#### THE TASK:
In the data that follows, find each line containing "save" and copy it.

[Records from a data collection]
★ ★ ★

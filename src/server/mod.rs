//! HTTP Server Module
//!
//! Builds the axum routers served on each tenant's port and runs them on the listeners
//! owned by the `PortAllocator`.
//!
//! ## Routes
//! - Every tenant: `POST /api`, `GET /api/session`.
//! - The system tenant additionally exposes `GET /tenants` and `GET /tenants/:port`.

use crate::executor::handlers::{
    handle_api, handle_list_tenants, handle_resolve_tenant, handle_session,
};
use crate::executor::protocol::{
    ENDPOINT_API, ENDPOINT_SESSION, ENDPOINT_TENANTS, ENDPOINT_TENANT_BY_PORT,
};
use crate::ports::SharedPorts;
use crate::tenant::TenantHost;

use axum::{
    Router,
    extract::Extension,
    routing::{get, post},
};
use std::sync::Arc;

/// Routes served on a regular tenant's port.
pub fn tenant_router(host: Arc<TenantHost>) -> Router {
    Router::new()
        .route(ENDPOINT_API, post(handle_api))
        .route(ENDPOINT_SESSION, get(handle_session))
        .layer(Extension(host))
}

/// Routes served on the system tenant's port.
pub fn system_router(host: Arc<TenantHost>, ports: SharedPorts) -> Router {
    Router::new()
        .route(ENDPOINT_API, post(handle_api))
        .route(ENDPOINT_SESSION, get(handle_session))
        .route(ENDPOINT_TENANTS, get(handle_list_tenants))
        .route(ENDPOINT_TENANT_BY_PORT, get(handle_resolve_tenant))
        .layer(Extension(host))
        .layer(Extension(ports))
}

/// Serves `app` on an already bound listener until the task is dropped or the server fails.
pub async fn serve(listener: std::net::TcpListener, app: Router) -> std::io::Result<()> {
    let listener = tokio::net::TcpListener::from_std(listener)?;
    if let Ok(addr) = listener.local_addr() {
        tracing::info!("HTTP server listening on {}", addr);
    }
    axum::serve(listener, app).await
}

★ ★ ★

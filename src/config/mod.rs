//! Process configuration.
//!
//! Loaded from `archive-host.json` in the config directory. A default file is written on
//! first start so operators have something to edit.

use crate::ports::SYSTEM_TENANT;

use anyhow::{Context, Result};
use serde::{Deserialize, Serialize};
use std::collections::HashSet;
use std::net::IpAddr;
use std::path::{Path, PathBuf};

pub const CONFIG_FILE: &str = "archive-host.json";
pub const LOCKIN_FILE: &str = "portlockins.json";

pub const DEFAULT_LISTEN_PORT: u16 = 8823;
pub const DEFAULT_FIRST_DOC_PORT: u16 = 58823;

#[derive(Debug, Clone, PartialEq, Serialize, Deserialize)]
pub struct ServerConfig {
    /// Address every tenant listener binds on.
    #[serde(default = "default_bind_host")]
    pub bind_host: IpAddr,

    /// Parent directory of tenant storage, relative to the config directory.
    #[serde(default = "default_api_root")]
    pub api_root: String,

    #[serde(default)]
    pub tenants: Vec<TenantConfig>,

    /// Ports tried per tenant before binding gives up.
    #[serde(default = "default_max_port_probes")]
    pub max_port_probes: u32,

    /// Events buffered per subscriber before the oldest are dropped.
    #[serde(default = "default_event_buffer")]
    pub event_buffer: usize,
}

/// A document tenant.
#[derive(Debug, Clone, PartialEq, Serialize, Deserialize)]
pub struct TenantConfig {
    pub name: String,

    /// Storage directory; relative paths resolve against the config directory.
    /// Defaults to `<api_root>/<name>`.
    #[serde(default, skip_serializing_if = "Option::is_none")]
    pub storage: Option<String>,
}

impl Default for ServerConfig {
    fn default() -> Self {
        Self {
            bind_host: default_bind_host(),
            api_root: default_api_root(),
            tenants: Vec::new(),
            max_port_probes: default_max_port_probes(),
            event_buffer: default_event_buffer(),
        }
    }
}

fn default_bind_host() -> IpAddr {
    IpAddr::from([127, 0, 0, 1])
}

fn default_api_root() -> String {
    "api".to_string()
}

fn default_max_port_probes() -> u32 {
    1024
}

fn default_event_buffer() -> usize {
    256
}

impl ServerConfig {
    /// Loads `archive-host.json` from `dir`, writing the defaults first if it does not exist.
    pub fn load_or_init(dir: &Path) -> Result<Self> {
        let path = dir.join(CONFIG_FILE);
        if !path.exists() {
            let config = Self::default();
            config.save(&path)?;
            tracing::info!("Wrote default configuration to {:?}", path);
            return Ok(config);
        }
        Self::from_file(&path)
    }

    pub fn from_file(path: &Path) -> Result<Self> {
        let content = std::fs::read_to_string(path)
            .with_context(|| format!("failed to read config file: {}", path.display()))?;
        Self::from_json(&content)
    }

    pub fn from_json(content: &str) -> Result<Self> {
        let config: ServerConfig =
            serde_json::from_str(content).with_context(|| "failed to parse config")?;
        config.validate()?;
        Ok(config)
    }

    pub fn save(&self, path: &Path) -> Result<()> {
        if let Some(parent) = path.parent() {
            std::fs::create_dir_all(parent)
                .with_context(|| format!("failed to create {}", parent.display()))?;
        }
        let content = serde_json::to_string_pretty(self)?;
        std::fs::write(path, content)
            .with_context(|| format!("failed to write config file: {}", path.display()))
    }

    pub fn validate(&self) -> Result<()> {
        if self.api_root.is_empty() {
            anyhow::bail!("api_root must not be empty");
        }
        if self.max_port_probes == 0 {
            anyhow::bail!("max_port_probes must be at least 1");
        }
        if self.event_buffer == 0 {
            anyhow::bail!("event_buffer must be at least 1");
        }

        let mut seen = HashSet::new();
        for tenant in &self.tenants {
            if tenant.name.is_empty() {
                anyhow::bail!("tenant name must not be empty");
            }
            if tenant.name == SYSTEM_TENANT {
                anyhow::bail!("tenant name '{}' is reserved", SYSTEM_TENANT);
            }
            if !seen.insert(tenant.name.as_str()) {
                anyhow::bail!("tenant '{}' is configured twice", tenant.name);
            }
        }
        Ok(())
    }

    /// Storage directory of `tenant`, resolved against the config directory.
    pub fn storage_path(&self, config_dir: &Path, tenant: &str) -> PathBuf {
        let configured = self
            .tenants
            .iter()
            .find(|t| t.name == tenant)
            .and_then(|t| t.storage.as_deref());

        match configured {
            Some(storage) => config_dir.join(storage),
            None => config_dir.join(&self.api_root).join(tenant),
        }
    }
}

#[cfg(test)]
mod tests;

★ ★ ★

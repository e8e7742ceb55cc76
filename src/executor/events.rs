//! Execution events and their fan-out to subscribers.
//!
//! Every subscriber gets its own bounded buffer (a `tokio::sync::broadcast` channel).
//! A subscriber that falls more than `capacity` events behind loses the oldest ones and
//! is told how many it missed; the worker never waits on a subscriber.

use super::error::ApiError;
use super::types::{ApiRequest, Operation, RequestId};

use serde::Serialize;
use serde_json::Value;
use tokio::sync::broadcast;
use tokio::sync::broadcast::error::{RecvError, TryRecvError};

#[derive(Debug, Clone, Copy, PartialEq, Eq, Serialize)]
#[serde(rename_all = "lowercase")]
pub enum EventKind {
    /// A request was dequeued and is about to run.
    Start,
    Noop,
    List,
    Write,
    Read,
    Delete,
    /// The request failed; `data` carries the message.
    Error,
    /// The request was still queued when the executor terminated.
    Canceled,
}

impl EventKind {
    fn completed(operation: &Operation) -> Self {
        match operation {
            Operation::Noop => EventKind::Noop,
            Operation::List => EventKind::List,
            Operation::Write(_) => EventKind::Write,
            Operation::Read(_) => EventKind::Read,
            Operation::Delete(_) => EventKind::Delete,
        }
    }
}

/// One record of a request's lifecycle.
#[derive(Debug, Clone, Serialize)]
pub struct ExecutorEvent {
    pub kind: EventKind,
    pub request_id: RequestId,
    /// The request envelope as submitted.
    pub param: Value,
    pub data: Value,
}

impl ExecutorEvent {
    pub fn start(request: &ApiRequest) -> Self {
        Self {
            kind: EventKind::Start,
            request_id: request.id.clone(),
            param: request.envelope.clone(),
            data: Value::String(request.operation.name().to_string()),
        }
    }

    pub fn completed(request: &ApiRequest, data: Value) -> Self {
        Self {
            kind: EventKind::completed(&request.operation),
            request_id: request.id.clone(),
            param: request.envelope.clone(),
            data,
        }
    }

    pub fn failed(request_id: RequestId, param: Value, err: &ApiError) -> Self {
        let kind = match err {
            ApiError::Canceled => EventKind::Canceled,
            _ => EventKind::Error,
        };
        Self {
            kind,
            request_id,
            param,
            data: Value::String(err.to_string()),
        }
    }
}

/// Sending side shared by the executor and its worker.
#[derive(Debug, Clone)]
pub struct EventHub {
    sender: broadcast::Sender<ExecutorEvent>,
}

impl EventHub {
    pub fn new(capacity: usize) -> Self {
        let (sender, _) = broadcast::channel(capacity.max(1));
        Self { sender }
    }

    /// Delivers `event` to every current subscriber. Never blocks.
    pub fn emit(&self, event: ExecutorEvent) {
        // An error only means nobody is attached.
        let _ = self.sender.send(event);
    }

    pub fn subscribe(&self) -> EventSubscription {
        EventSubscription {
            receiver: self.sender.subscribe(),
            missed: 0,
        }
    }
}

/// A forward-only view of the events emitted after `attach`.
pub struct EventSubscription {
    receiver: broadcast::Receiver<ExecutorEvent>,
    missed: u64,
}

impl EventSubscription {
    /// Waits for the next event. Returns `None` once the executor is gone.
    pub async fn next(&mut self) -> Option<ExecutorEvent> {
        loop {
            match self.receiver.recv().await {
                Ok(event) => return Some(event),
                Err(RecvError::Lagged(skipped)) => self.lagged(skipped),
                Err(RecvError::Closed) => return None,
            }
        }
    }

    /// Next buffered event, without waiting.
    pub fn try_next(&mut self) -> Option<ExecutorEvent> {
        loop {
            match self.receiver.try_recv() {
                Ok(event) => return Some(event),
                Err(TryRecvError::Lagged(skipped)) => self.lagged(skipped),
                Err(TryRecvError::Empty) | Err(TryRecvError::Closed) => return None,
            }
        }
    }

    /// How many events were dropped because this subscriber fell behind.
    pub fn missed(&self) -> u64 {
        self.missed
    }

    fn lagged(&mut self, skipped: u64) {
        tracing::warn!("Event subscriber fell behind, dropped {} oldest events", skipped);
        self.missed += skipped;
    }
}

★ ★ ★

#### TASK SOLUTION:
            config.save(&path)?;
    pub fn save(&self, path: &Path) -> Result<()> {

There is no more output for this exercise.